On the sidelines of U.N. climate talks in Lima, green groups on Wednesday urged the recently launched Green Climate Fund to exclude money for fossil fuels.

"If revelations that we are seeing with Japan would come to light with the GCF, it would be massively damaging to that institution," said Brandon Wu of ActionAid USA, who is an observer on the fund's board.

Rich countries have pledged about $10 billion to the fund, which is meant to become a key source of finance to help developing countries counter climate change.

The AP reported Monday that Japan included $1 billion in loans for new coal plants in Indonesia in the climate finance it reported to the United Nations in 2010-12. Japan says those plants are cleaner than older coal plants, though they pollute more than other energy sources.
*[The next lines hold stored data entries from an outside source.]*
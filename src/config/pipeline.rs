//! Pipeline tuning: input bounds, attempt timeouts, cache, limiter and
//! conversation retention.

use serde::{Deserialize, Serialize};
use std::time::Duration;

/// Request normalization bounds.
#[derive(Debug, Clone, Serialize, Deserialize)]
#[serde(default)]
pub struct InputConfig {
    /// Shorter input (in characters, after trimming) is rejected.
    pub min_length: usize,
    /// Longer input is truncated, not rejected.
    pub max_length: usize,
}

impl Default for InputConfig {
    fn default() -> Self {
        Self {
            min_length: 10,
            max_length: 8000,
        }
    }
}

/// Chain execution settings.
///
/// # Example
///
/// ```toml
/// [orchestrator]
/// attempt_timeout_ms = 30000
/// max_retries = 2
/// backoff_base_ms = 250
/// ```
#[derive(Debug, Clone, Serialize, Deserialize)]
#[serde(default)]
pub struct OrchestratorConfig {
    /// Upper bound for one chain entry, retries and backoff included.
    pub attempt_timeout_ms: u64,
    /// Retries per chain entry for transient failures.
    pub max_retries: u32,
    /// First backoff delay; doubles on each retry.
    pub backoff_base_ms: u64,
    /// Minimum length of `explanation` and `solution` in a valid answer.
    pub min_field_length: usize,
    pub max_batch_size: usize,
}

impl Default for OrchestratorConfig {
    fn default() -> Self {
        Self {
            attempt_timeout_ms: 30_000,
            max_retries: 2,
            backoff_base_ms: 250,
            min_field_length: 20,
            max_batch_size: 10,
        }
    }
}

impl OrchestratorConfig {
    pub fn attempt_timeout(&self) -> Duration {
        Duration::from_millis(self.attempt_timeout_ms)
    }

    /// Delay before retry number `retry` (0-based): `base * 2^retry`.
    pub fn backoff_delay(&self, retry: u32) -> Duration {
        let factor = 1u64.checked_shl(retry).unwrap_or(u64::MAX);
        Duration::from_millis(self.backoff_base_ms.saturating_mul(factor))
    }
}

/// Response cache settings.
#[derive(Debug, Clone, Serialize, Deserialize)]
#[serde(default)]
pub struct CacheConfig {
    pub enabled: bool,
    pub ttl_seconds: u64,
    pub max_entries: usize,
}

impl Default for CacheConfig {
    fn default() -> Self {
        Self {
            enabled: true,
            ttl_seconds: 1800,
            max_entries: 1000,
        }
    }
}

impl CacheConfig {
    pub fn ttl(&self) -> Duration {
        Duration::from_secs(self.ttl_seconds)
    }
}

/// Admission control settings. Per-tier ceilings live in the tier policies.
#[derive(Debug, Clone, Serialize, Deserialize)]
#[serde(default)]
pub struct LimiterConfig {
    /// Length of the trailing throughput window.
    pub window_seconds: u64,
    /// Caller records idle for this long are dropped by the maintenance task.
    pub idle_seconds: u64,
}

impl Default for LimiterConfig {
    fn default() -> Self {
        Self {
            window_seconds: 60,
            idle_seconds: 600,
        }
    }
}

impl LimiterConfig {
    pub fn window(&self) -> Duration {
        Duration::from_secs(self.window_seconds)
    }

    pub fn idle(&self) -> Duration {
        Duration::from_secs(self.idle_seconds)
    }
}

/// Conversation memory settings.
#[derive(Debug, Clone, Serialize, Deserialize)]
#[serde(default)]
pub struct ConversationConfig {
    pub retention_seconds: u64,
    /// Interval of the single maintenance task.
    pub sweep_interval_seconds: u64,
    /// Oldest turns are dropped beyond this.
    pub max_turns: usize,
    /// Consecutive clarification rounds before the backend is asked anyway.
    pub max_follow_ups: usize,
}

impl Default for ConversationConfig {
    fn default() -> Self {
        Self {
            retention_seconds: 3600,
            sweep_interval_seconds: 60,
            max_turns: 20,
            max_follow_ups: 2,
        }
    }
}

impl ConversationConfig {
    pub fn retention(&self) -> Duration {
        Duration::from_secs(self.retention_seconds)
    }

    pub fn sweep_interval(&self) -> Duration {
        Duration::from_secs(self.sweep_interval_seconds)
    }
}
That three-year period was meant to jump start flows of climate money that rich countries have pledged to scale up to $100 billion a year by 2020. But U.N. talks haven't established any rules defining what climate finance should be used for.

"Technically Japan has not broken any rules and that tells us that the rules are broken," Wu said.

More than 300 environmental advocacy groups, including global organizations like Greenpeace, WWF International, 350.org and scores of groups in developing countries, signed a letter calling on the Green Climate Fund's board to explicitly rule out "financing fossil fuel and other harmful energy projects or programs."

Its next meeting is in February.

Even modern coal plants like those funded by Japan in Indonesia release about twice as much heat-trapping carbon dioxide as plants that use natural gas. Green groups say climate finance should be reserved for renewable energy sources with near-zero emissions, including solar and wind power.

U.N. officials acknowledged the rules need to be strengthened.

"We need to define what is climate finance and what is not," said Seyni Nafo on the U.N. climate agency's Standing Committee on Finance.